── Given records ──

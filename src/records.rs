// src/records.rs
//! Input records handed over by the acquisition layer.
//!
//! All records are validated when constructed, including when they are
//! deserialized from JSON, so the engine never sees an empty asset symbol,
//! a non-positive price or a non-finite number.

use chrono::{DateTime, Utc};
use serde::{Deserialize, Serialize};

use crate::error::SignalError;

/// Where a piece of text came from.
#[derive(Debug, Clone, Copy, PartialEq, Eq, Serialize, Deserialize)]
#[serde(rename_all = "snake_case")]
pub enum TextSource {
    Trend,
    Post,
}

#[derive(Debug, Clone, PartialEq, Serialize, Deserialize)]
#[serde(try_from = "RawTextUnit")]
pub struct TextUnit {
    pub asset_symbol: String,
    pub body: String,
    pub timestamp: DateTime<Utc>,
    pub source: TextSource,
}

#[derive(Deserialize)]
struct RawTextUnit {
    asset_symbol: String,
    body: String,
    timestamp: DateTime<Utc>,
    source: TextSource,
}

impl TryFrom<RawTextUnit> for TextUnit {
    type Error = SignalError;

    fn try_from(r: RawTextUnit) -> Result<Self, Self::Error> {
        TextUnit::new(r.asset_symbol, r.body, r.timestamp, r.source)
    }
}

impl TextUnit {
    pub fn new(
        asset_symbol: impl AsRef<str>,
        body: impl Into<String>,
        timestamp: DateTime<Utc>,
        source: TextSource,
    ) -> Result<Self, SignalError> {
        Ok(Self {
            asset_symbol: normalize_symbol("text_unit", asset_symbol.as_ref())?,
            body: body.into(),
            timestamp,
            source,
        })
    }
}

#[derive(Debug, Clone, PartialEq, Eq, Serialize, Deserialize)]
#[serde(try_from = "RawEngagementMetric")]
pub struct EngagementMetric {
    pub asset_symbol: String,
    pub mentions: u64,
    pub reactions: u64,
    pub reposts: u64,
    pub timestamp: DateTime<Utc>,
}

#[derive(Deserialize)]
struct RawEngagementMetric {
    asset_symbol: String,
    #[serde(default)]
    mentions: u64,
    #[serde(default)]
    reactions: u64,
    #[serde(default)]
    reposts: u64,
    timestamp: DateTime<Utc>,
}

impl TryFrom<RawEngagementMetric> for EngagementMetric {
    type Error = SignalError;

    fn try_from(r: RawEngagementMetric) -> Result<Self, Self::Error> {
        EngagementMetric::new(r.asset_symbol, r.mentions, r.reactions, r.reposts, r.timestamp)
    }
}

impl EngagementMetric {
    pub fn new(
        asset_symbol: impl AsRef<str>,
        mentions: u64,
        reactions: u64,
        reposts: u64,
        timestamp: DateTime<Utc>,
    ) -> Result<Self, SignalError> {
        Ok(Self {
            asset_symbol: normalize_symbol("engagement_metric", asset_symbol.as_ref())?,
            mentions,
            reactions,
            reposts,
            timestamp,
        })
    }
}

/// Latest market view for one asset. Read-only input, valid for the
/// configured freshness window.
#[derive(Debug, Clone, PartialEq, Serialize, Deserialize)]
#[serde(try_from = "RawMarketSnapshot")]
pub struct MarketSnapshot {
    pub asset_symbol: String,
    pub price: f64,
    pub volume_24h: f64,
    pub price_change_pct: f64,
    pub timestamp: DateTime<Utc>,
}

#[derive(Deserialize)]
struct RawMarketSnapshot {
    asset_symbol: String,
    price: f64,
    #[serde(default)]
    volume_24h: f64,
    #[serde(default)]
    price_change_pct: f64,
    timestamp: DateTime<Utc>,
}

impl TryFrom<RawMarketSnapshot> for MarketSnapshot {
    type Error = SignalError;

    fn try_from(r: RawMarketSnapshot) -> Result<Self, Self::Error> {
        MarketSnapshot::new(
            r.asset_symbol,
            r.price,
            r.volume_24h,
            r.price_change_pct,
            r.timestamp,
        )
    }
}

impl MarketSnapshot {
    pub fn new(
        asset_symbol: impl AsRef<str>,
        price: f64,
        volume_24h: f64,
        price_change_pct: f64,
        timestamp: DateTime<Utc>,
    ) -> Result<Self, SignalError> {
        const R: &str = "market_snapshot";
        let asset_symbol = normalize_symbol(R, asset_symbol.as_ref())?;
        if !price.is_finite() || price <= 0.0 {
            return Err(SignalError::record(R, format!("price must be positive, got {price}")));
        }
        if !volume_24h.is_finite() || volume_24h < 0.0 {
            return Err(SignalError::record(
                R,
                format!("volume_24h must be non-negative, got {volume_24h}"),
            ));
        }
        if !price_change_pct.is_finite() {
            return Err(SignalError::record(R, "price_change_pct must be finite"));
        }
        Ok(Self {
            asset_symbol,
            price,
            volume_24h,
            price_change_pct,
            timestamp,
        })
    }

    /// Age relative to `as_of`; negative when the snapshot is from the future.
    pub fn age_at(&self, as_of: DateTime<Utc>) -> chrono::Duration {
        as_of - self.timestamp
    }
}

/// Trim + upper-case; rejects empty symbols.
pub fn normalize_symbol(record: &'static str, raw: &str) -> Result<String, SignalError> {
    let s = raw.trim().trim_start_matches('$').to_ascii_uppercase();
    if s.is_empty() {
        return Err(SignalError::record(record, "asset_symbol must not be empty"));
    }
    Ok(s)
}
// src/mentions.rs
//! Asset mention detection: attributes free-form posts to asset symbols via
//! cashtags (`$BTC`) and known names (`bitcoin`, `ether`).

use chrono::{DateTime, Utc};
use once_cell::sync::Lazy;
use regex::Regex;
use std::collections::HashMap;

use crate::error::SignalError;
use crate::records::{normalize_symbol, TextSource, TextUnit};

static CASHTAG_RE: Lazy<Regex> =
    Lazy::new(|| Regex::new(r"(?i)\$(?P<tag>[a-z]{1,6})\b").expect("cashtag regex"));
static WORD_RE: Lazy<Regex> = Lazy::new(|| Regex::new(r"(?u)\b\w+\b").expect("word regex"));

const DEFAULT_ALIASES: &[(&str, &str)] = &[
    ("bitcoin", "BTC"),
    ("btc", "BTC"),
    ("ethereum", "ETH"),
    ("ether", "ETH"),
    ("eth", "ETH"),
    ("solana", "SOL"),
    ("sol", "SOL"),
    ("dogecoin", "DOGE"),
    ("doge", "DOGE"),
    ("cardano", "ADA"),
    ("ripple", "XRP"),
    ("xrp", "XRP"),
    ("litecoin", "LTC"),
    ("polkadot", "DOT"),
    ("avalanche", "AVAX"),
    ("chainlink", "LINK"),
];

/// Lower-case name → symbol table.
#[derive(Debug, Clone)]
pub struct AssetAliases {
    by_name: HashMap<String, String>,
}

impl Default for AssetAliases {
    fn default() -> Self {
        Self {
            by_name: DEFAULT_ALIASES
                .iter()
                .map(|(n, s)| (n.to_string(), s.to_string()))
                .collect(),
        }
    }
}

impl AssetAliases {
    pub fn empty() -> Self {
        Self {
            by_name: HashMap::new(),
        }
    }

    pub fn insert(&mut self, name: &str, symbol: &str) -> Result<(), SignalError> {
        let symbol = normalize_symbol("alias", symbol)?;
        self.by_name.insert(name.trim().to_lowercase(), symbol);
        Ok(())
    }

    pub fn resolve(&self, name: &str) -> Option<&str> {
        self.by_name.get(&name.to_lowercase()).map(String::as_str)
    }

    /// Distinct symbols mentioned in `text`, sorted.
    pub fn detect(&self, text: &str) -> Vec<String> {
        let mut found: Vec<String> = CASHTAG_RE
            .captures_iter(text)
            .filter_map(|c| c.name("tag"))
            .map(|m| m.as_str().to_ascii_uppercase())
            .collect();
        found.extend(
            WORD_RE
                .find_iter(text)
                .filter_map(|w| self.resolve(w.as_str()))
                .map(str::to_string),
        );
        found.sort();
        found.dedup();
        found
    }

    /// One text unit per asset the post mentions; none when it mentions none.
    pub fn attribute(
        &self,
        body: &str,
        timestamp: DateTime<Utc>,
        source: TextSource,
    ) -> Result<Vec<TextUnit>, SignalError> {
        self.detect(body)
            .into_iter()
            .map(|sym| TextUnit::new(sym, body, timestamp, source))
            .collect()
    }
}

───

Your assignment:
Copy each line from the data above that includes "resolve".

Solution for this problem:
    pub fn resolve(&self, name: &str) -> Option<&str> {
                .filter_map(|w| self.resolve(w.as_str()))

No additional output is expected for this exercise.